Message 355 of 503 (680398)
11-19-2012 1:13 PM
Reply to: Message 336 by JonF
11-16-2012 12:47 PM


You have no evidence other than your interpretation of the Bible. Believe whatever you want to believe for whatever reasons make sense to you, but if you want to convince anyone that your views have some relationship with reality you'll need evidence. Your interpretation of a vague reference to some unspecified time period is not meaningful evidence.
I see you are ducking questions like mad. You claimed that "... the bible confirms further DNA injections after the flood". The appropriate definition of "confirm" is:
quote:
to give new assurance of the validity of : remove doubt about by authoritative act or indisputable fac
{emphasis added}
For confirmation you need at least two sources, one confirming the other. You have only one source. Therefore your claim of confirmation is wrong.
Plus the Bible does not explicitly say any such thing, it requires a particularly strained and question-raising interpretation to get to "DNA injections after the flood".
Your opinion of what the Bible says is not evidence. The scientific consensus is that a Noachic fludde would require bottlenecks in all animal including humans, and we know there was no human bottleneck, and we have no evidence of bottlenecks in any but a very few animal species. If you want to claim there's some way that humans avoided a bottleneck, in a scientific forum, you need real evidence. Not your personal satisfaction with your interpretation of a very vague phrase.
Gee you like to labor points. I am amused at your willingness to change my bible views, into something that is easier for you to refute.
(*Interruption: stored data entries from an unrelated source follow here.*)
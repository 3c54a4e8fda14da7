use yew::prelude::*;

use crate::page::Page;

pub fn default_title(code: u16) -> &'static str {
    match code {
        400 => "Requête invalide",
        401 => "Authentification requise",
        403 => "Accès refusé",
        404 => "Page introuvable",
        500 => "Erreur interne",
        503 => "Service indisponible",
        _ => "Problème inattendu",
    }
}

#[derive(Properties, PartialEq)]
pub struct ErrorPageProps {
    #[prop_or(404)]
    pub code: u16,
    #[prop_or_default]
    pub title: Option<String>,
    #[prop_or_default]
    pub hint: Option<String>,
    pub on_navigate: Callback<Page>,
}

#[function_component(ErrorPage)]
pub fn error_page(props: &ErrorPageProps) -> Html {
    let title = props
        .title
        .clone()
        .unwrap_or_else(|| default_title(props.code).to_string());

    let on_home = {
        let on_navigate = props.on_navigate.clone();
        Callback::from(move |_: MouseEvent| on_navigate.emit(Page::Home))
    };

    html! {
        <main class="error-page" role="main">
            <div class="error-icon">{"🗺️"}</div>
            <h1>{format!("{} : {}", props.code, title)}</h1>
            <p>{"Oups… On a perdu la route. Essayons un autre chemin."}</p>
            {if let Some(hint) = &props.hint {
                html! { <p>{hint}</p> }
            } else { html! {} }}
            <button type="button" class="btn btn-primary" onclick={on_home}>
                {"Retour à l'accueil"}
            </button>
        </main>
    }
}

#[cfg(test)]
mod tests {
    use super::*;
    use wasm_bindgen_test::*;

    wasm_bindgen_test_configure!(run_in_browser);

    #[wasm_bindgen_test]
    fn test_default_titles() {
        assert_eq!(default_title(404), "Page introuvable");
        assert_eq!(default_title(503), "Service indisponible");
        assert_eq!(default_title(418), "Problème inattendu");
    }
}
/// Full place record returned by place creation
#[derive(Debug, Clone, PartialEq, Serialize, Deserialize)]
pub struct Place {
    pub id: Uuid,
    pub nom_ville: String,
    pub pays: Country,
    pub geoname_id: Option<i64>,
    #[serde(deserialize_with = "flexible_f64")]
    pub latitude: f64,
    #[serde(deserialize_with = "flexible_f64")]
    pub longitude: f64,
    #[serde(default)]
    pub date_creation: Option<String>,
    /// Average trip rating at this place
    #[serde(default, deserialize_with = "flexible_f64_opt")]
    pub note_moyenne: Option<f64>,
}

/// Place detail view: the place plus every trip logged there
#[derive(Debug, Clone, PartialEq, Serialize, Deserialize)]
pub struct PlaceDetail {
    #[serde(flatten)]
    pub place: Place,
    #[serde(default)]
    pub is_favori: bool,
    #[serde(default)]
    pub user_voyages: Vec<Trip>,
    #[serde(default)]
    pub total_voyages: u32,
}

/// Request body for creating a place that the backend does not know yet
#[derive(Debug, Clone, PartialEq, Serialize, Deserialize)]
pub struct CreatePlaceRequest {
    pub nom_ville: String,
    /// Uppercase ISO country code
    pub pays_code: String,
    pub geoname_id: Option<i64>,
    pub latitude: f64,
    pub longitude: f64,
}

/// Image or video attached to a trip or an activity
#[derive(Debug, Clone, PartialEq, Serialize, Deserialize)]
pub struct MediaItem {
    pub id: Uuid,
    pub type_media: media::MediaKind,
    /// Resolved download URL of the stored file
    #[serde(default)]
    pub fichier_url: Option<String>,
    #[serde(default)]
    pub titre: String,
    #[serde(default)]
    pub description: String,
    #[serde(default)]
    pub ordre: u32,
}

/// A recorded visit ("voyage") of a user to a place
#[derive(Debug, Clone, PartialEq, Serialize, Deserialize)]
pub struct Trip {
    pub id: Uuid,
    #[serde(default)]
    pub utilisateur: Option<User>,
    pub lieu: PlaceSummary,
    /// Start date (YYYY-MM-DD)
    pub date_debut: String,
    /// Optional end date (YYYY-MM-DD)
    #[serde(default)]
    pub date_fin: Option<String>,
    /// Rating from 1 to 5
    #[serde(default)]
    pub note: Option<u8>,
    #[serde(default)]
    pub commentaire: String,
    #[serde(default)]
    pub date_creation: Option<String>,
    #[serde(default)]
    pub medias: Vec<MediaItem>,
}

/// Text fields of the multipart trip creation form. Media files are
/// appended separately by the client.
#[derive(Debug, Clone, PartialEq, Default)]
pub struct CreateTripRequest {
    pub lieu_id: Uuid,
    pub date_debut: String,
    pub date_fin: Option<String>,
    pub note: Option<u8>,
    pub commentaire: Option<String>,
}

impl CreateTripRequest {
    /// Name/value pairs in form order; empty optionals are omitted
    pub fn form_fields(&self) -> Vec<(&'static str, String)> {
        let mut fields = vec![
            ("lieu_id", self.lieu_id.to_string()),
            ("date_debut", self.date_debut.clone()),
        ];
        if let Some(date_fin) = self.date_fin.as_ref().filter(|d| !d.is_empty()) {
            fields.push(("date_fin", date_fin.clone()));
        }
        if let Some(note) = self.note {
            fields.push(("note", note.to_string()));
        }
        if let Some(commentaire) = self.commentaire.as_ref().filter(|c| !c.trim().is_empty()) {
            fields.push(("commentaire", commentaire.clone()));
        }
        fields
    }
}

/// Category of an activity
#[derive(Debug, Clone, Copy, PartialEq, Eq, Default, Serialize, Deserialize)]
#[serde(rename_all = "snake_case")]
pub enum ActivityKind {
    Culture,
    Nature,
    Gastronomie,
    RestaurationRapide,
    Sport,
    Divertissement,
    Shopping,
    BienEtre,
    #[default]
    Autre,
}

impl ActivityKind {
    pub const ALL: [ActivityKind; 9] = [
        ActivityKind::Culture,
        ActivityKind::Nature,
        ActivityKind::Gastronomie,
        ActivityKind::RestaurationRapide,
        ActivityKind::Sport,
        ActivityKind::Divertissement,
        ActivityKind::Shopping,
        ActivityKind::BienEtre,
        ActivityKind::Autre,
    ];

    /// Wire value used by forms
    pub fn as_str(&self) -> &'static str {
        match self {
            ActivityKind::Culture => "culture",
            ActivityKind::Nature => "nature",
            ActivityKind::Gastronomie => "gastronomie",
            ActivityKind::RestaurationRapide => "restauration_rapide",
            ActivityKind::Sport => "sport",
            ActivityKind::Divertissement => "divertissement",
            ActivityKind::Shopping => "shopping",
            ActivityKind::BienEtre => "bien_etre",
            ActivityKind::Autre => "autre",
        }
    }

    pub fn from_str_lossy(value: &str) -> Self {
        Self::ALL
            .into_iter()
            .find(|kind| kind.as_str() == value)
            .unwrap_or_default()
    }
}

impl fmt::Display for ActivityKind {
    fn fmt(&self, f: &mut fmt::Formatter<'_>) -> fmt::Result {
        let label = match self {
            ActivityKind::Culture => "Culture & Patrimoine",
            ActivityKind::Nature => "Nature & Plein air",
            ActivityKind::Gastronomie => "Gastronomie",
            ActivityKind::RestaurationRapide => "Restauration rapide",
            ActivityKind::Sport => "Sport & Aventure",
            ActivityKind::Divertissement => "Divertissement",
            ActivityKind::Shopping => "Shopping",
            ActivityKind::BienEtre => "Bien-être & Spa",
            ActivityKind::Autre => "Autre",
        };
        write!(f, "{}", label)
    }
}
Help moderators : strawman argument!
He is preaching to me that my bible interpretation is in his opinion incorrect.
As I've pointed out before, any change in a base pair is an allele. Alleles always, not often, differ if only one base pair differs. Plus it's not particularly easy to "analyze the entire allele and see if there are significant differences".
Ok I see, I saw minor point mutations as just variations of the same allele.
12.8 (2.0) 10-9 per site per generation
I'm not sure if you looked into this. This mutation rate confirms what I'm saying. To say that each base pair mutates once every 78 million generations, is the same as saying that there is one mutation every 78 million base pairs per generation. there's about 3 billion base pairs in for example, a human.
This is about 35-40 mutations per generation. That's a few base pairs per generation as I said.
Edited by mindspawn, : No reason given.

This message is a reply to:
 Message 336 by JonF, posted 11-16-2012 12:47 PM JonF has replied

Replies to this message:
 Message 357 by Tanypteryx, posted 11-19-2012 1:58 PM mindspawn has replied
 Message 358 by JonF, posted 11-19-2012 2:21 PM mindspawn has replied

  
mindspawn
Member (Idle past 2689 days)
Posts: 1015
Joined: 10-22-2012


Message 362 of 503 (680451)
11-19-2012 3:38 PM
Reply to: Message 357 by Tanypteryx
11-19-2012 1:58 PM


No, that is a huge number per generation. That is 35-40, potentially different mutations, in every individual in that generation.
In humans right now, that would be 7 billion times 35-40 mutations per generation. 245-280 billion mutations! Do you get it?
I'm not too into semantics, they are a huge distraction from the essence of the points being made. The essence of the point is that there will be point mutations and therefore a growing number of alleles in the last 4500 years since the flood. What you are saying, agrees with this. Whether 37.5 of 3 billion base pairs in an individual is a "few" or "many" is missing the main point of discussion.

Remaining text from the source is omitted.